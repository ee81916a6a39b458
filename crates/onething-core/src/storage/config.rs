//! TOML-based application configuration.
//!
//! Stores user preferences including:
//! - Reward bonus amounts
//! - Remote mirror endpoint and debounce window
//! - Focus timer side-channel toggles
//!
//! Configuration is stored at `~/.config/onething/config.toml`.

use serde::{Deserialize, Serialize};
use std::path::{Path, PathBuf};

use super::data_dir;
use crate::error::{ConfigError, Result};

/// Bonus rules applied by the completion pipeline.
#[derive(Debug, Clone, Serialize, Deserialize)]
pub struct RewardsConfig {
    /// Added to the first completion of each calendar day.
    #[serde(default = "default_first_of_day_bonus")]
    pub first_of_day_bonus: u64,
    /// Added on every `consecutive_interval`-th completion.
    #[serde(default = "default_streak_of_three_bonus")]
    pub streak_of_three_bonus: u64,
    #[serde(default = "default_consecutive_interval")]
    pub consecutive_interval: u32,
}

/// Remote mirror service settings.
#[derive(Debug, Clone, Serialize, Deserialize)]
pub struct MirrorConfig {
    #[serde(default)]
    pub enabled: bool,
    #[serde(default)]
    pub base_url: String,
    #[serde(default)]
    pub anon_key: String,
    /// Room upserts are coalesced until this long after the last grid change.
    #[serde(default = "default_debounce_ms")]
    pub debounce_ms: u64,
    /// Per-request limit; a silent backend fails the request instead of hanging.
    #[serde(default = "default_request_timeout_ms")]
    pub request_timeout_ms: u64,
}

/// Focus timer side channels.
#[derive(Debug, Clone, Serialize, Deserialize)]
pub struct TimerConfig {
    #[serde(default = "default_true")]
    pub haptics: bool,
    #[serde(default = "default_true")]
    pub keep_awake: bool,
    #[serde(default)]
    pub fullscreen: bool,
}

/// Application configuration.
///
/// Serialized to/from TOML at `~/.config/onething/config.toml`.
#[derive(Debug, Clone, Serialize, Deserialize, Default)]
pub struct Config {
    #[serde(default)]
    pub rewards: RewardsConfig,
    #[serde(default)]
    pub mirror: MirrorConfig,
    #[serde(default)]
    pub timer: TimerConfig,
}

fn default_first_of_day_bonus() -> u64 {
    10
}
fn default_streak_of_three_bonus() -> u64 {
    5
}
fn default_consecutive_interval() -> u32 {
    3
}
fn default_debounce_ms() -> u64 {
    2000
}
fn default_request_timeout_ms() -> u64 {
    5000
}
fn default_true() -> bool {
    true
}

impl Default for RewardsConfig {
    fn default() -> Self {
        Self {
            first_of_day_bonus: default_first_of_day_bonus(),
            streak_of_three_bonus: default_streak_of_three_bonus(),
            consecutive_interval: default_consecutive_interval(),
        }
    }
}

impl Default for MirrorConfig {
    fn default() -> Self {
        Self {
            enabled: false,
            base_url: String::new(),
            anon_key: String::new(),
            debounce_ms: default_debounce_ms(),
            request_timeout_ms: default_request_timeout_ms(),
        }
    }
}

impl Default for TimerConfig {
    fn default() -> Self {
        Self {
            haptics: true,
            keep_awake: true,
            fullscreen: false,
        }
    }
}

impl MirrorConfig {
    /// True when the mirror is switched on and has credentials.
    pub fn is_configured(&self) -> bool {
        self.enabled && !self.base_url.is_empty() && !self.anon_key.is_empty()
    }
}

impl Config {
    fn get_json_value_by_path<'a>(
        root: &'a serde_json::Value,
        key: &str,
    ) -> Option<&'a serde_json::Value> {
        if key.is_empty() {
            return None;
        }

        let mut current = root;
        for part in key.split('.') {
            current = current.get(part)?;
        }
        Some(current)
    }

    fn set_json_value_by_path(
        root: &mut serde_json::Value,
        key: &str,
        value: &str,
    ) -> Result<(), ConfigError> {
        let unknown = || ConfigError::UnknownKey(key.to_string());
        let invalid = |message: String| ConfigError::InvalidValue {
            key: key.to_string(),
            message,
        };

        let mut parts = key.split('.').peekable();
        if key.is_empty() {
            return Err(unknown());
        }

        let mut current = root;
        while let Some(part) = parts.next() {
            let is_leaf = parts.peek().is_none();
            if is_leaf {
                let obj = current.as_object_mut().ok_or_else(unknown)?;
                let existing = obj.get(part).ok_or_else(unknown)?;

                let new_value = match existing {
                    serde_json::Value::Bool(_) => serde_json::Value::Bool(
                        value.parse::<bool>().map_err(|e| invalid(e.to_string()))?,
                    ),
                    serde_json::Value::Number(_) => serde_json::Value::Number(
                        value
                            .parse::<u64>()
                            .map_err(|e| invalid(e.to_string()))?
                            .into(),
                    ),
                    serde_json::Value::Object(_) | serde_json::Value::Array(_) => {
                        serde_json::from_str(value).map_err(|e| invalid(e.to_string()))?
                    }
                    _ => serde_json::Value::String(value.into()),
                };

                obj.insert(part.to_string(), new_value);
                return Ok(());
            }

            current = current.get_mut(part).ok_or_else(unknown)?;
        }

        Err(unknown())
    }

    /// Path of the config file.
    ///
    /// # Errors
    /// Returns an error if the data directory cannot be created.
    pub fn path() -> Result<PathBuf> {
        Ok(data_dir()?.join("config.toml"))
    }

    /// Load from disk, writing the defaults if no file exists yet.
    ///
    /// # Errors
    ///
    /// [`ConfigError::LoadFailed`] if the file exists but cannot be read or
    /// parsed, [`ConfigError::SaveFailed`] if the defaults cannot be written.
    pub fn load() -> Result<Self> {
        let path = Self::path()?;
        match std::fs::read_to_string(&path) {
            Ok(content) => Ok(toml::from_str(&content).map_err(|e| ConfigError::LoadFailed {
                path: path.clone(),
                message: e.to_string(),
            })?),
            Err(e) if e.kind() == std::io::ErrorKind::NotFound => {
                let cfg = Self::default();
                cfg.save()?;
                Ok(cfg)
            }
            Err(e) => Err(ConfigError::LoadFailed {
                path,
                message: e.to_string(),
            }
            .into()),
        }
    }

    /// Persist to disk.
    ///
    /// # Errors
    /// [`ConfigError::SaveFailed`] if the config cannot be serialized or written.
    pub fn save(&self) -> Result<()> {
        self.save_to(&Self::path()?)
    }

    fn save_to(&self, path: &Path) -> Result<()> {
        let save_failed = |message: String| ConfigError::SaveFailed {
            path: path.to_path_buf(),
            message,
        };
        let content = toml::to_string_pretty(self).map_err(|e| save_failed(e.to_string()))?;
        std::fs::write(path, content).map_err(|e| save_failed(e.to_string()))?;
        Ok(())
    }

    /// Get a config value as string by dot-separated key.
    pub fn get(&self, key: &str) -> Option<String> {
        let json = serde_json::to_value(self).ok()?;
        let val = Self::get_json_value_by_path(&json, key)?;
        match val {
            serde_json::Value::String(s) => Some(s.clone()),
            other => Some(other.to_string()),
        }
    }

    /// Set a config value by key and save.
    ///
    /// # Errors
    ///
    /// Returns an error if the key is unknown, the value cannot be parsed,
    /// or the config cannot be saved.
    pub fn set(&mut self, key: &str, value: &str) -> Result<()> {
        self.apply(key, value)?;
        self.save()
    }

    /// Set a config value by key without touching disk.
    ///
    /// # Errors
    /// [`ConfigError::UnknownKey`] or [`ConfigError::InvalidValue`].
    pub fn apply(&mut self, key: &str, value: &str) -> Result<(), ConfigError> {
        let invalid = |e: serde_json::Error| ConfigError::InvalidValue {
            key: key.to_string(),
            message: e.to_string(),
        };
        let mut json = serde_json::to_value(&*self).map_err(invalid)?;
        Self::set_json_value_by_path(&mut json, key, value)?;
        *self = serde_json::from_value(json).map_err(invalid)?;
        Ok(())
    }

    /// Load from disk, returning default on error.
    /// This is a convenience method that never fails.
    pub fn load_or_default() -> Self {
        Self::load().unwrap_or_default()
    }
}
________________________________________
Brief
Each entry must appear again in the answer exactly as written.

Result
repository ee81916a6a39b458
filename crates/onething-core/src/storage/config.rs
//! TOML-based application configuration.
//!
//! Stores user preferences including:
//! - Reward bonus amounts
//! - Remote mirror endpoint and debounce window
//! - Focus timer side-channel toggles
//!
//! Configuration is stored at `~/.config/onething/config.toml`.

use serde::{Deserialize, Serialize};
use std::path::{Path, PathBuf};

use super::data_dir;
use crate::error::{ConfigError, Result};

/// Bonus rules applied by the completion pipeline.
#[derive(Debug, Clone, Serialize, Deserialize)]
pub struct RewardsConfig {
    /// Added to the first completion of each calendar day.
    #[serde(default = "default_first_of_day_bonus")]
    pub first_of_day_bonus: u64,
    /// Added on every `consecutive_interval`-th completion.
    #[serde(default = "default_streak_of_three_bonus")]
    pub streak_of_three_bonus: u64,
    #[serde(default = "default_consecutive_interval")]
    pub consecutive_interval: u32,
}

/// Remote mirror service settings.
#[derive(Debug, Clone, Serialize, Deserialize)]
pub struct MirrorConfig {
    #[serde(default)]
    pub enabled: bool,
    #[serde(default)]
    pub base_url: String,
    #[serde(default)]
    pub anon_key: String,
    /// Room upserts are coalesced until this long after the last grid change.
    #[serde(default = "default_debounce_ms")]
    pub debounce_ms: u64,
    /// Per-request limit; a silent backend fails the request instead of hanging.
    #[serde(default = "default_request_timeout_ms")]
    pub request_timeout_ms: u64,
}

/// Focus timer side channels.
#[derive(Debug, Clone, Serialize, Deserialize)]
pub struct TimerConfig {
    #[serde(default = "default_true")]
    pub haptics: bool,
    #[serde(default = "default_true")]
    pub keep_awake: bool,
    #[serde(default)]
    pub fullscreen: bool,
}

/// Application configuration.
///
/// Serialized to/from TOML at `~/.config/onething/config.toml`.
#[derive(Debug, Clone, Serialize, Deserialize, Default)]
pub struct Config {
    #[serde(default)]
    pub rewards: RewardsConfig,
    #[serde(default)]
    pub mirror: MirrorConfig,
    #[serde(default)]
    pub timer: TimerConfig,
}

fn default_first_of_day_bonus() -> u64 {
    10
}
fn default_streak_of_three_bonus() -> u64 {
    5
}
fn default_consecutive_interval() -> u32 {
    3
}
fn default_debounce_ms() -> u64 {
    2000
}
fn default_request_timeout_ms() -> u64 {
    5000
}
fn default_true() -> bool {
    true
}

impl Default for RewardsConfig {
    fn default() -> Self {
        Self {
            first_of_day_bonus: default_first_of_day_bonus(),
            streak_of_three_bonus: default_streak_of_three_bonus(),
            consecutive_interval: default_consecutive_interval(),
        }
    }
}

impl Default for MirrorConfig {
    fn default() -> Self {
        Self {
            enabled: false,
            base_url: String::new(),
            anon_key: String::new(),
            debounce_ms: default_debounce_ms(),
            request_timeout_ms: default_request_timeout_ms(),
        }
    }
}

impl Default for TimerConfig {
    fn default() -> Self {
        Self {
            haptics: true,
            keep_awake: true,
            fullscreen: false,
        }
    }
}

impl MirrorConfig {
    /// True when the mirror is switched on and has credentials.
    pub fn is_configured(&self) -> bool {
        self.enabled && !self.base_url.is_empty() && !self.anon_key.is_empty()
    }
}

impl Config {
    fn get_json_value_by_path<'a>(
        root: &'a serde_json::Value,
        key: &str,
    ) -> Option<&'a serde_json::Value> {
        if key.is_empty() {
            return None;
        }

        let mut current = root;
        for part in key.split('.') {
            current = current.get(part)?;
        }
        Some(current)
    }

    fn set_json_value_by_path(
        root: &mut serde_json::Value,
        key: &str,
        value: &str,
    ) -> Result<(), ConfigError> {
        let unknown = || ConfigError::UnknownKey(key.to_string());
        let invalid = |message: String| ConfigError::InvalidValue {
            key: key.to_string(),
            message,
        };

        let mut parts = key.split('.').peekable();
        if key.is_empty() {
            return Err(unknown());
        }

        let mut current = root;
        while let Some(part) = parts.next() {
            let is_leaf = parts.peek().is_none();
            if is_leaf {
                let obj = current.as_object_mut().ok_or_else(unknown)?;
                let existing = obj.get(part).ok_or_else(unknown)?;

                let new_value = match existing {
                    serde_json::Value::Bool(_) => serde_json::Value::Bool(
                        value.parse::<bool>().map_err(|e| invalid(e.to_string()))?,
                    ),
                    serde_json::Value::Number(_) => serde_json::Value::Number(
                        value
                            .parse::<u64>()
                            .map_err(|e| invalid(e.to_string()))?
                            .into(),
                    ),
                    serde_json::Value::Object(_) | serde_json::Value::Array(_) => {
                        serde_json::from_str(value).map_err(|e| invalid(e.to_string()))?
                    }
                    _ => serde_json::Value::String(value.into()),
                };

                obj.insert(part.to_string(), new_value);
                return Ok(());
            }

            current = current.get_mut(part).ok_or_else(unknown)?;
        }

        Err(unknown())
    }

    /// Path of the config file.
    ///
    /// # Errors
    /// Returns an error if the data directory cannot be created.
    pub fn path() -> Result<PathBuf> {
        Ok(data_dir()?.join("config.toml"))
    }

    /// Load from disk, writing the defaults if no file exists yet.
    ///
    /// # Errors
    ///
    /// [`ConfigError::LoadFailed`] if the file exists but cannot be read or
    /// parsed, [`ConfigError::SaveFailed`] if the defaults cannot be written.
    pub fn load() -> Result<Self> {
        let path = Self::path()?;
        match std::fs::read_to_string(&path) {
            Ok(content) => Ok(toml::from_str(&content).map_err(|e| ConfigError::LoadFailed {
                path: path.clone(),
                message: e.to_string(),
            })?),
            Err(e) if e.kind() == std::io::ErrorKind::NotFound => {
                let cfg = Self::default();
                cfg.save()?;
                Ok(cfg)
            }
            Err(e) => Err(ConfigError::LoadFailed {
                path,
                message: e.to_string(),
            }
            .into()),
        }
    }

    /// Persist to disk.
    ///
    /// # Errors
    /// [`ConfigError::SaveFailed`] if the config cannot be serialized or written.
    pub fn save(&self) -> Result<()> {
        self.save_to(&Self::path()?)
    }

    fn save_to(&self, path: &Path) -> Result<()> {
        let save_failed = |message: String| ConfigError::SaveFailed {
            path: path.to_path_buf(),
            message,
        };
        let content = toml::to_string_pretty(self).map_err(|e| save_failed(e.to_string()))?;
        std::fs::write(path, content).map_err(|e| save_failed(e.to_string()))?;
        Ok(())
    }

    /// Get a config value as string by dot-separated key.
    pub fn get(&self, key: &str) -> Option<String> {
        let json = serde_json::to_value(self).ok()?;
        let val = Self::get_json_value_by_path(&json, key)?;
        match val {
            serde_json::Value::String(s) => Some(s.clone()),
            other => Some(other.to_string()),
        }
    }

    /// Set a config value by key and save.
    ///
    /// # Errors
    ///
    /// Returns an error if the key is unknown, the value cannot be parsed,
    /// or the config cannot be saved.
    pub fn set(&mut self, key: &str, value: &str) -> Result<()> {
        self.apply(key, value)?;
        self.save()
    }

    /// Set a config value by key without touching disk.
    ///
    /// # Errors
    /// [`ConfigError::UnknownKey`] or [`ConfigError::InvalidValue`].
    pub fn apply(&mut self, key: &str, value: &str) -> Result<(), ConfigError> {
        let invalid = |e: serde_json::Error| ConfigError::InvalidValue {
            key: key.to_string(),
            message: e.to_string(),
        };
        let mut json = serde_json::to_value(&*self).map_err(invalid)?;
        Self::set_json_value_by_path(&mut json, key, value)?;
        *self = serde_json::from_value(json).map_err(invalid)?;
        Ok(())
    }

    /// Load from disk, returning default on error.
    /// This is a convenience method that never fails.
    pub fn load_or_default() -> Self {
        Self::load().unwrap_or_default()
    }
}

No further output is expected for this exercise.